(Work order): The records follow. Print, word for word, the first line through the "#[derive(Debug, Serialize, PartialEq, Eq)]" line.

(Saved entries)
>>>>>

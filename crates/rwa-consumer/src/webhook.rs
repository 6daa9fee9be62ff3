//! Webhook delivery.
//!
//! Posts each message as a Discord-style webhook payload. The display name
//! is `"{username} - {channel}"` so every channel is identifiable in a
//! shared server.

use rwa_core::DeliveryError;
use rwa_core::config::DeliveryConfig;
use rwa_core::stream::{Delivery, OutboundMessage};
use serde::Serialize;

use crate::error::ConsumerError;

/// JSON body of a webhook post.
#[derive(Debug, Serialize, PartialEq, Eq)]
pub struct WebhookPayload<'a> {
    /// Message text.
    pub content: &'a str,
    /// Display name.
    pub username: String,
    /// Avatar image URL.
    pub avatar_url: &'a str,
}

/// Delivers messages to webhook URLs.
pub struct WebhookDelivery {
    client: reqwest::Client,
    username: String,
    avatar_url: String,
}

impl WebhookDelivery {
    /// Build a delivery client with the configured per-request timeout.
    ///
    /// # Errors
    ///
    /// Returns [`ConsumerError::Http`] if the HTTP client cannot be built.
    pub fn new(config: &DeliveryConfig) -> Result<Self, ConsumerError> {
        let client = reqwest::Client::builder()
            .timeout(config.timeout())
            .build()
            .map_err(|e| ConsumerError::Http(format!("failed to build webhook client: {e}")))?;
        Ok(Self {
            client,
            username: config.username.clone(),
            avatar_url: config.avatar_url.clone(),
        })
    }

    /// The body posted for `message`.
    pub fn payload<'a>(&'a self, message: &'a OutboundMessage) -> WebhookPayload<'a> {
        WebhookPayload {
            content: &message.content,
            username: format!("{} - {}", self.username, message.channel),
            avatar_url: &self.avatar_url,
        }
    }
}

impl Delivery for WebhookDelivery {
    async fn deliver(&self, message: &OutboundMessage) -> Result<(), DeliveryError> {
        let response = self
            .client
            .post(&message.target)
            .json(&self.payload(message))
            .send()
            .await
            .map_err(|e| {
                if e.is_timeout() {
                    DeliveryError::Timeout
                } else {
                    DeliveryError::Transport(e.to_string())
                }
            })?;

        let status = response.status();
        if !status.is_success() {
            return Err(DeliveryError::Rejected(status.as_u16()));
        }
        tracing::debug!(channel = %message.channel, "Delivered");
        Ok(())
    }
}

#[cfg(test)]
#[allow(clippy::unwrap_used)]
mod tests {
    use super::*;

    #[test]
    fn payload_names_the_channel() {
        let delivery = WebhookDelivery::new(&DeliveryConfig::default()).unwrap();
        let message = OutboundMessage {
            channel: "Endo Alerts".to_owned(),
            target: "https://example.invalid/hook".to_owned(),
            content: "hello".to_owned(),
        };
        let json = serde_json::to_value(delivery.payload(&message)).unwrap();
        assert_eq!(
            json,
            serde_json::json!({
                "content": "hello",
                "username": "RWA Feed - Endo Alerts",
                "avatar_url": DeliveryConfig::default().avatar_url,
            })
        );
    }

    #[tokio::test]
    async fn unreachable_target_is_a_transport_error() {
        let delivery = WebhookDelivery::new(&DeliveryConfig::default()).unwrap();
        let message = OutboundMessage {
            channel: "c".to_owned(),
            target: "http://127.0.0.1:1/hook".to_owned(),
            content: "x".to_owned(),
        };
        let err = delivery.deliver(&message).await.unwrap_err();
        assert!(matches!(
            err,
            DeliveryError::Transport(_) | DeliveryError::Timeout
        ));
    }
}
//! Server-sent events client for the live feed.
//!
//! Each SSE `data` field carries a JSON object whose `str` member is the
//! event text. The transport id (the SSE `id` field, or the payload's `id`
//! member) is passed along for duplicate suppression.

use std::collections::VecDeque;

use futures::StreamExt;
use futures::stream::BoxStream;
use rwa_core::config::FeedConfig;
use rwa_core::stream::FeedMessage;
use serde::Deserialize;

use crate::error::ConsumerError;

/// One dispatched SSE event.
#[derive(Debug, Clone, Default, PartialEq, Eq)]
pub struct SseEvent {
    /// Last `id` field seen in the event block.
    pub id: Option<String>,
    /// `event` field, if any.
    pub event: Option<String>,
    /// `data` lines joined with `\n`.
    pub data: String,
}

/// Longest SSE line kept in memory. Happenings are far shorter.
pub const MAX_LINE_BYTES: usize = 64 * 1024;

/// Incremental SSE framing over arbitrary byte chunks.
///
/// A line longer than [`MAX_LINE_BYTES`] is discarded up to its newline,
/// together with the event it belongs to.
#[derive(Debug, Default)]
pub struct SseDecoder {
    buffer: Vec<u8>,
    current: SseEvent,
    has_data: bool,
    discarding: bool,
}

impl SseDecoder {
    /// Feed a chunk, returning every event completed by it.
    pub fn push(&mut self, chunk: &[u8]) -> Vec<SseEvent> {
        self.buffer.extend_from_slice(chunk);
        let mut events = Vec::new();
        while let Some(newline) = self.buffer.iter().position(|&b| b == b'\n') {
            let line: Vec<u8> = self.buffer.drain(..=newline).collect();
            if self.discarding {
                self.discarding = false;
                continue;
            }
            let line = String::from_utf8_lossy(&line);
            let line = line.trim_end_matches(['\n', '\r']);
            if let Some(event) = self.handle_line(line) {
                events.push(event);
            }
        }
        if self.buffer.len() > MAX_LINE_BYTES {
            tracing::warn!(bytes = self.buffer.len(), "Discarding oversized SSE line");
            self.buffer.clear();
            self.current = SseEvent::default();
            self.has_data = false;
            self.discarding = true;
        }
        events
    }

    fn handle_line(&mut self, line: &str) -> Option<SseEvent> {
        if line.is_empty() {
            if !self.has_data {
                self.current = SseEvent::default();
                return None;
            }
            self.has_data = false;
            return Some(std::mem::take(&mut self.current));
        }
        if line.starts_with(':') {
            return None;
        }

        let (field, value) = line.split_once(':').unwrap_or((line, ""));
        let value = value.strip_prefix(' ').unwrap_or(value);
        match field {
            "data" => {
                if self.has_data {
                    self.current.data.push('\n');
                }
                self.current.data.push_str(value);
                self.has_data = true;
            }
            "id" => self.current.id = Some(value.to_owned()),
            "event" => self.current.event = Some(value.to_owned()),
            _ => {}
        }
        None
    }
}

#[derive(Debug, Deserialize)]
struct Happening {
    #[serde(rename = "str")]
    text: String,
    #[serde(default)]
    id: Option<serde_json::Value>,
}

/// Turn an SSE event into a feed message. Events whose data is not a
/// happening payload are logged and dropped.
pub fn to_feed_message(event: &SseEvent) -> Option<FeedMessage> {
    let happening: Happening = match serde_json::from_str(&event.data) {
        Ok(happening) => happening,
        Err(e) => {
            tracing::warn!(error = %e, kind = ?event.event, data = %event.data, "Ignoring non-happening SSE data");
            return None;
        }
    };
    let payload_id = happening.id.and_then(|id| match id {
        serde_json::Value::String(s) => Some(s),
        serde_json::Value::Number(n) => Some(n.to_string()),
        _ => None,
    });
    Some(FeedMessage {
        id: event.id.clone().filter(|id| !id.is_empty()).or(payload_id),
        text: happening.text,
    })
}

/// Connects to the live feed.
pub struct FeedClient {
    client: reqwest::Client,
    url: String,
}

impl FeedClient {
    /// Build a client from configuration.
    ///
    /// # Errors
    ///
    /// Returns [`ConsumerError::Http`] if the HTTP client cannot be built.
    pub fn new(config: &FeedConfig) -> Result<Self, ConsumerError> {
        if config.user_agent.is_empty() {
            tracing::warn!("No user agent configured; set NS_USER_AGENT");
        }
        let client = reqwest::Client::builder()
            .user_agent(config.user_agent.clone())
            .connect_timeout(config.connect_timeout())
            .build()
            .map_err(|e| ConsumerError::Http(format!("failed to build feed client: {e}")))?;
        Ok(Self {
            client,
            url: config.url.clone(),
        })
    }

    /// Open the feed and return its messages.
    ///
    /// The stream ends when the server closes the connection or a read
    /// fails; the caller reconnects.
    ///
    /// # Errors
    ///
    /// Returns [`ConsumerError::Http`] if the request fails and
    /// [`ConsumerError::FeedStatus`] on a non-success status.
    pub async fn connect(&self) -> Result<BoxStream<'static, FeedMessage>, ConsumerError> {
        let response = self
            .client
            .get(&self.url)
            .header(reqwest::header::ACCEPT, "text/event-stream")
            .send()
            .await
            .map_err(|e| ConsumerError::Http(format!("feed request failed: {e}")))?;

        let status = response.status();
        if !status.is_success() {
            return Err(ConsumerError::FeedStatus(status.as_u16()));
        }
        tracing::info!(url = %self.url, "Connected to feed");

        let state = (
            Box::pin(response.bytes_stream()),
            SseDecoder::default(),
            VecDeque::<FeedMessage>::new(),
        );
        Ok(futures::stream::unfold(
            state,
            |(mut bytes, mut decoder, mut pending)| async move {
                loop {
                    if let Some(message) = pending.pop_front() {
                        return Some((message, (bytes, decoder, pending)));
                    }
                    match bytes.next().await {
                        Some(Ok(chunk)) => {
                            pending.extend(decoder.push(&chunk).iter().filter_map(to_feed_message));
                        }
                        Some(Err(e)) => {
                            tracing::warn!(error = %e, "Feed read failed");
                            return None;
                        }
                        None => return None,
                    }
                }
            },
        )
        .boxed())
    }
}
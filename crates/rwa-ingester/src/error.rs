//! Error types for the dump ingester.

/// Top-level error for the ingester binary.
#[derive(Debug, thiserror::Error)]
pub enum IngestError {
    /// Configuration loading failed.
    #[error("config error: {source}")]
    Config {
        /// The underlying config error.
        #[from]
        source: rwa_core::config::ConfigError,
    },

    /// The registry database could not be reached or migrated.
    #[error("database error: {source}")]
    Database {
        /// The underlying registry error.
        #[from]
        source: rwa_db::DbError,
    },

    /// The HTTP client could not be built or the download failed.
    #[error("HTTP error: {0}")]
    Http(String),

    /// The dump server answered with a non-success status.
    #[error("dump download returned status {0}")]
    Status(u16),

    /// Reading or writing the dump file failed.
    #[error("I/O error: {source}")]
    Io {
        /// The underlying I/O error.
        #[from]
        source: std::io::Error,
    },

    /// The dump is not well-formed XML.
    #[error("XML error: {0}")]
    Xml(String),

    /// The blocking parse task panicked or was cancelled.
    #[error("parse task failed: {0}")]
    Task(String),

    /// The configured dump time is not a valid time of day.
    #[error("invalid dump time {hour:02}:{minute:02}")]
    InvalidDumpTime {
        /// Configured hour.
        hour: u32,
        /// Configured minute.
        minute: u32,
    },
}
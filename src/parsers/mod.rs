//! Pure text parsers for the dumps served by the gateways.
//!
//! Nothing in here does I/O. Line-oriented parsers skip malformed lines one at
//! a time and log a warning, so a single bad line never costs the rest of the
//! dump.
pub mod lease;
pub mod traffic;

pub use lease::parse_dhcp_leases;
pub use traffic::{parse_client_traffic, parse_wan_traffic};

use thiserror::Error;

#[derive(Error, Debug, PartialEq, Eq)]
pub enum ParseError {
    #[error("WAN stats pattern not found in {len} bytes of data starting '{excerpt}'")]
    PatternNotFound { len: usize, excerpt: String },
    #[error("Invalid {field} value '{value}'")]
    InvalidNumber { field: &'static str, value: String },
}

<<<<<

(Result of the task):
filename crates/rwa-consumer/src/webhook.rs
repository 6daa9fee9be62ff3
//! Webhook delivery.
//!
//! Posts each message as a Discord-style webhook payload. The display name
//! is `"{username} - {channel}"` so every channel is identifiable in a
//! shared server.

use rwa_core::DeliveryError;
use rwa_core::config::DeliveryConfig;
use rwa_core::stream::{Delivery, OutboundMessage};
use serde::Serialize;

use crate::error::ConsumerError;

/// JSON body of a webhook post.
#[derive(Debug, Serialize, PartialEq, Eq)]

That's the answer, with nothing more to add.